## What needs to be done
In the listing below, count the lines that contain the string "SocketAddr", and state that number without further words.

## Records to process
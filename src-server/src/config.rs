use crate::models::{ImageSize, SlotDefinition};
use crate::render::DEFAULT_PREVIEW_SIZE;
use serde::{Deserialize, Serialize};
use std::collections::BTreeMap;
use std::fs;
use std::net::SocketAddr;
use std::path::{Path, PathBuf};
use thiserror::Error;
use tracing::info;

pub const CONFIG_ENV: &str = "MULTI_THUMBNAILS_CONFIG";

#[derive(Error, Debug)]
pub enum ConfigError {
    #[error("failed to read config {path}: {source}")]
    Read {
        path: PathBuf,
        source: std::io::Error,
    },
    #[error("invalid config: {0}")]
    Parse(#[from] toml::de::Error),
}

#[derive(Debug, Clone, Default, Serialize, Deserialize)]
#[serde(deny_unknown_fields)]
pub struct Settings {
    #[serde(default)]
    pub server: ServerSettings,
    #[serde(default)]
    pub database: DatabaseSettings,
    #[serde(default)]
    pub security: SecuritySettings,
    #[serde(default)]
    pub media: MediaSettings,
    #[serde(default)]
    pub slots: Vec<SlotDefinition>,
}

#[derive(Debug, Clone, Serialize, Deserialize)]
#[serde(deny_unknown_fields)]
pub struct ServerSettings {
    #[serde(default = "default_bind")]
    pub bind: SocketAddr,
}

fn default_bind() -> SocketAddr {
    SocketAddr::from(([127, 0, 0, 1], 8080))
}

impl Default for ServerSettings {
    fn default() -> Self {
        ServerSettings {
            bind: default_bind(),
        }
    }
}

#[derive(Debug, Clone, Serialize, Deserialize)]
#[serde(deny_unknown_fields)]
pub struct DatabaseSettings {
    /// SQLite file; `:memory:` keeps everything in process.
    #[serde(default = "default_db_path")]
    pub path: PathBuf,
    #[serde(default = "default_upload_dir")]
    pub upload_dir: PathBuf,
}

fn default_db_path() -> PathBuf {
    PathBuf::from("thumbnails.db")
}

fn default_upload_dir() -> PathBuf {
    PathBuf::from("uploads")
}

impl Default for DatabaseSettings {
    fn default() -> Self {
        DatabaseSettings {
            path: default_db_path(),
            upload_dir: default_upload_dir(),
        }
    }
}

#[derive(Debug, Clone, Serialize, Deserialize)]
#[serde(deny_unknown_fields)]
pub struct SecuritySettings {
    /// Secret the token MAC key is derived from. Unset: random per process.
    #[serde(default)]
    pub secret: Option<String>,
    /// Hex-encoded PBKDF2 salt; required when `secret` is set.
    #[serde(default)]
    pub salt: Option<String>,
    #[serde(default = "default_nonce_lifetime")]
    pub nonce_lifetime_secs: i64,
}

fn default_nonce_lifetime() -> i64 {
    24 * 3600
}

impl Default for SecuritySettings {
    fn default() -> Self {
        SecuritySettings {
            secret: None,
            salt: None,
            nonce_lifetime_secs: default_nonce_lifetime(),
        }
    }
}

#[derive(Debug, Clone, Serialize, Deserialize)]
#[serde(deny_unknown_fields)]
pub struct MediaSettings {
    /// Media selection surface opened by the "Set ..." links.
    #[serde(default = "default_upload_url")]
    pub upload_url: String,
    /// URL prefix the upload directory is served under.
    #[serde(default = "default_asset_base_url")]
    pub asset_base_url: String,
    /// Side of the square admin preview box.
    #[serde(default = "default_preview_size")]
    pub preview_size: u32,
    #[serde(default)]
    pub image_sizes: Vec<ImageSize>,
    /// Template size per slot, e.g. `"post-hero" = "600x300"` or `"medium"`.
    #[serde(default)]
    pub template_sizes: BTreeMap<String, String>,
}

fn default_upload_url() -> String {
    "/media-upload".to_string()
}

fn default_asset_base_url() -> String {
    "/uploads".to_string()
}

fn default_preview_size() -> u32 {
    DEFAULT_PREVIEW_SIZE
}

impl Default for MediaSettings {
    fn default() -> Self {
        MediaSettings {
            upload_url: default_upload_url(),
            asset_base_url: default_asset_base_url(),
            preview_size: default_preview_size(),
            image_sizes: Vec::new(),
            template_sizes: BTreeMap::new(),
        }
    }
}

impl Settings {
    pub fn from_toml(text: &str) -> Result<Self, ConfigError> {
        Ok(toml::from_str(text)?)
    }

    pub fn load(path: &Path) -> Result<Self, ConfigError> {
        let text = fs::read_to_string(path).map_err(|source| ConfigError::Read {
            path: path.to_path_buf(),
            source,
        })?;
        let settings = Self::from_toml(&text)?;
        info!("Loaded settings from {}", path.display());
        Ok(settings)
    }

    /// Explicit path, then `$MULTI_THUMBNAILS_CONFIG`, then defaults.
    pub fn resolve(path: Option<&Path>) -> Result<Self, ConfigError> {
        match path {
            Some(p) => Self::load(p),
            None => match std::env::var_os(CONFIG_ENV) {
                Some(p) => Self::load(Path::new(&p)),
                None => {
                    info!("No config file given; using defaults");
                    Ok(Self::default())
                }
            },
        }
    }
}

#[cfg(test)]
mod tests {
    use super::*;
    use crate::models::Priority;

    #[test]
    fn empty_file_gives_defaults() {
        let settings = Settings::from_toml("").unwrap();
        assert_eq!(settings.server.bind.port(), 8080);
        assert_eq!(settings.database.path, PathBuf::from("thumbnails.db"));
        assert_eq!(settings.security.nonce_lifetime_secs, 86_400);
        assert_eq!(settings.media.preview_size, 266);
        assert!(settings.slots.is_empty());
    }

    #[test]
    fn parses_slots_and_sizes() {
        let settings = Settings::from_toml(
            r#"
            [server]
            bind = "0.0.0.0:9000"

            [media]
            preview_size = 200

            [[media.image_sizes]]
            name = "post-hero-thumbnail"
            width = 800
            height = 400

            [media.template_sizes]
            "post-hero" = "600x300"

            [[slots]]
            slot_id = "hero"
            label = "Hero Image"

            [[slots]]
            content_type = "page"
            slot_id = "banner"
            label = "Banner"
            priority = "high"
            "#,
        )
        .unwrap();
        assert_eq!(settings.server.bind.port(), 9000);
        assert_eq!(settings.media.preview_size, 200);
        assert_eq!(settings.media.image_sizes[0].width, 800);
        assert_eq!(settings.media.template_sizes["post-hero"], "600x300");
        assert_eq!(settings.slots.len(), 2);
        assert_eq!(settings.slots[0].content_type, None);
        assert_eq!(settings.slots[1].priority, Some(Priority::High));
    }

    #[test]
    fn rejects_unknown_keys() {
        assert!(Settings::from_toml("[server]\nport = 1\n").is_err());
        assert!(Settings::from_toml("[[slots]]\nslot_id = \"a\"\nlabel = \"A\"\ncolour = \"red\"\n").is_err());
        assert!(Settings::from_toml("[[slots]]\nslot_id = \"a\"\npriority = \"urgent\"\n").is_err());
    }
}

## Response to this exercise
4